(Data excerpts)
----------------------------------------

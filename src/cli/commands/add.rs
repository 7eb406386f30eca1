use chrono::Utc;

use crate::cli::ActivityArgs;
use crate::cli::commands::store_helpers::{self, StoreOptions};
use crate::cli::output;
use crate::core::errors::{ActivityError, Result};
use crate::core::models::activity::ActivityDraft;

/// Execute the `actman add` command.
///
/// Builds a draft from the options (date defaults to today, UTC),
/// validates it and stores it through the configured backend.
pub fn execute(opts: &StoreOptions, fields: &ActivityArgs) -> Result<()> {
    let draft = draft_from_args(fields)?;
    let mut session = store_helpers::open(opts)?;

    let created = store_helpers::with_spinner(session.backend, "Saving activity...", || {
        session.service.create(draft)
    })?;

    output::success(&format!(
        "Logged {} min on {} for {} ({})",
        created.duration, created.card_number, created.responsible, created.date
    ));
    println!("  id: {}", created.id);
    Ok(())
}

fn draft_from_args(fields: &ActivityArgs) -> Result<ActivityDraft> {
    let missing = |name: &str| ActivityError::validation(format!("--{name} is required"));

    Ok(ActivityDraft {
        date: fields.date.unwrap_or_else(|| Utc::now().date_naive()),
        duration: fields.duration.ok_or_else(|| missing("duration"))?,
        description: fields
            .description
            .clone()
            .ok_or_else(|| missing("description"))?,
        card_number: fields.card_number.clone().ok_or_else(|| missing("card"))?,
        responsible: fields
            .responsible
            .clone()
            .ok_or_else(|| missing("responsible"))?,
    })
}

----------------------------------------

### YOUR OBJECTIVE
Once you have read the records, write every one of them out again exactly.

### YOUR RESPONSE
filename src/cli/commands/add.rs
repository 7eb406386f30eca1
use chrono::Utc;

use crate::cli::ActivityArgs;
use crate::cli::commands::store_helpers::{self, StoreOptions};
use crate::cli::output;
use crate::core::errors::{ActivityError, Result};
use crate::core::models::activity::ActivityDraft;

/// Execute the `actman add` command.
///
/// Builds a draft from the options (date defaults to today, UTC),
/// validates it and stores it through the configured backend.
pub fn execute(opts: &StoreOptions, fields: &ActivityArgs) -> Result<()> {
    let draft = draft_from_args(fields)?;
    let mut session = store_helpers::open(opts)?;

    let created = store_helpers::with_spinner(session.backend, "Saving activity...", || {
        session.service.create(draft)
    })?;

    output::success(&format!(
        "Logged {} min on {} for {} ({})",
        created.duration, created.card_number, created.responsible, created.date
    ));
    println!("  id: {}", created.id);
    Ok(())
}

fn draft_from_args(fields: &ActivityArgs) -> Result<ActivityDraft> {
    let missing = |name: &str| ActivityError::validation(format!("--{name} is required"));

    Ok(ActivityDraft {
        date: fields.date.unwrap_or_else(|| Utc::now().date_naive()),
        duration: fields.duration.ok_or_else(|| missing("duration"))?,
        description: fields
            .description
            .clone()
            .ok_or_else(|| missing("description"))?,
        card_number: fields.card_number.clone().ok_or_else(|| missing("card"))?,
        responsible: fields
            .responsible
            .clone()
            .ok_or_else(|| missing("responsible"))?,
    })
}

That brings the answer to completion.